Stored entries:
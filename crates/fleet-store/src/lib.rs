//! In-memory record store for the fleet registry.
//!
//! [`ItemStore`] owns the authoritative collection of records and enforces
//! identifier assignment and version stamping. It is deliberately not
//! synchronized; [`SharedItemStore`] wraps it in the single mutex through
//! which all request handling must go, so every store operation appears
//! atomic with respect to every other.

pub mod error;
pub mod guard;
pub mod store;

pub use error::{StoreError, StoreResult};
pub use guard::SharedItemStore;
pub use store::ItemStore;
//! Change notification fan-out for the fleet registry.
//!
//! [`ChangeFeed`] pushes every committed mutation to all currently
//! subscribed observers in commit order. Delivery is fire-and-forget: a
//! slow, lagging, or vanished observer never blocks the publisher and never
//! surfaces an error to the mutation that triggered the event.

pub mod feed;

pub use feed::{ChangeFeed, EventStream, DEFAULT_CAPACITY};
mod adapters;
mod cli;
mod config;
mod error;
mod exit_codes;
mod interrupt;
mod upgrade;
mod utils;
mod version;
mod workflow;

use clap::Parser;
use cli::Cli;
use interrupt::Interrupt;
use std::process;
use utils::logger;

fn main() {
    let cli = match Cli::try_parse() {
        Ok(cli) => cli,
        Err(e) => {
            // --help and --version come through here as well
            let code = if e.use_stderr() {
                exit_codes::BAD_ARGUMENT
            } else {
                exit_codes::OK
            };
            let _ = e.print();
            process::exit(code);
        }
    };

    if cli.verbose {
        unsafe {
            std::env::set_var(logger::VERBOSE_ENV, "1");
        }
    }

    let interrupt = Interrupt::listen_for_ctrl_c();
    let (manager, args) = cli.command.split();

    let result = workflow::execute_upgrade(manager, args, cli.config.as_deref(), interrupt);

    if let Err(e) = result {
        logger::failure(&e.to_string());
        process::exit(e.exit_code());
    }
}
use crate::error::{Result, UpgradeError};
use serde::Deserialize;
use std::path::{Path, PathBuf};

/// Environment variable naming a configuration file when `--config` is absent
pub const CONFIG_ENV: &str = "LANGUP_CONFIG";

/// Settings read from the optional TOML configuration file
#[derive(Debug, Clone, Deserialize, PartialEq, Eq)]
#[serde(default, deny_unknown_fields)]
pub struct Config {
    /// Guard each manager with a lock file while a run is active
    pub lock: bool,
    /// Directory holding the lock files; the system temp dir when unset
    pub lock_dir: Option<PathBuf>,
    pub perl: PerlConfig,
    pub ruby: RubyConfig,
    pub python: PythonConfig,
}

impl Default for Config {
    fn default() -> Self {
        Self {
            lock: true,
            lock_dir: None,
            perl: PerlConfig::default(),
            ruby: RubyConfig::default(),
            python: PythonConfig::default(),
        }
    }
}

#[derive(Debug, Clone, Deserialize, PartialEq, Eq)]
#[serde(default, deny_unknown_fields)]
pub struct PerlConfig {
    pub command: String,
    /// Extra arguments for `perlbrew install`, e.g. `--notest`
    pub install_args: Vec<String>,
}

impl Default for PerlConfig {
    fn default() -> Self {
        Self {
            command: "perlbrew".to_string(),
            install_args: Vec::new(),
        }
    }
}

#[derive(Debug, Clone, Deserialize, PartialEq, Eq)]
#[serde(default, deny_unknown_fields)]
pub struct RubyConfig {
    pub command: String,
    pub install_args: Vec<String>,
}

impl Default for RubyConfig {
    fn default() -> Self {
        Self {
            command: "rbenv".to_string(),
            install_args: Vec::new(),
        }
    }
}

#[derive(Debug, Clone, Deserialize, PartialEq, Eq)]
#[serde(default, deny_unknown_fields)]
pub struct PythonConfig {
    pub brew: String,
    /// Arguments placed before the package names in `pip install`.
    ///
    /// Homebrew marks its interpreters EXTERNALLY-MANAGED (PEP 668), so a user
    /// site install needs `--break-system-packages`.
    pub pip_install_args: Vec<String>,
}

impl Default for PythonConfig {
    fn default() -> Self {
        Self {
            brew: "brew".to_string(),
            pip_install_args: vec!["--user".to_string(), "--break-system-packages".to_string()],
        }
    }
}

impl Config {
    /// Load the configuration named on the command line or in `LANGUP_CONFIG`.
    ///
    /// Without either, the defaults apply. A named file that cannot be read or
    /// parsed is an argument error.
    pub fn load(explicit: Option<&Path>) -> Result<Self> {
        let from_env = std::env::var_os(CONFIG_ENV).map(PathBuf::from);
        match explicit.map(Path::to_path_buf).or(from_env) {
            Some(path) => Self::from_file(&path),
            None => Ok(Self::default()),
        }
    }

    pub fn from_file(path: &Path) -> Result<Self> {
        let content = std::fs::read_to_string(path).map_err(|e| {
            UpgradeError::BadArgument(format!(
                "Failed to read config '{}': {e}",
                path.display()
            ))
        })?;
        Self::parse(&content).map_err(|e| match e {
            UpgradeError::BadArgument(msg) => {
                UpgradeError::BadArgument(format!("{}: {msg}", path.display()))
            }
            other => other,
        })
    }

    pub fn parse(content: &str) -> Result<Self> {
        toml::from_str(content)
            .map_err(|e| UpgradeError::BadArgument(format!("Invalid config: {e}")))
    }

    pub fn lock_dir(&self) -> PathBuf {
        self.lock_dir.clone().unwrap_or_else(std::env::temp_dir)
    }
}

> _Exercise_
Look over the entries above. Copy every line that contains the word "version".

> _Task solution_
//! identifier assignment and version stamping. It is deliberately not
mod version;
            // --help and --version come through here as well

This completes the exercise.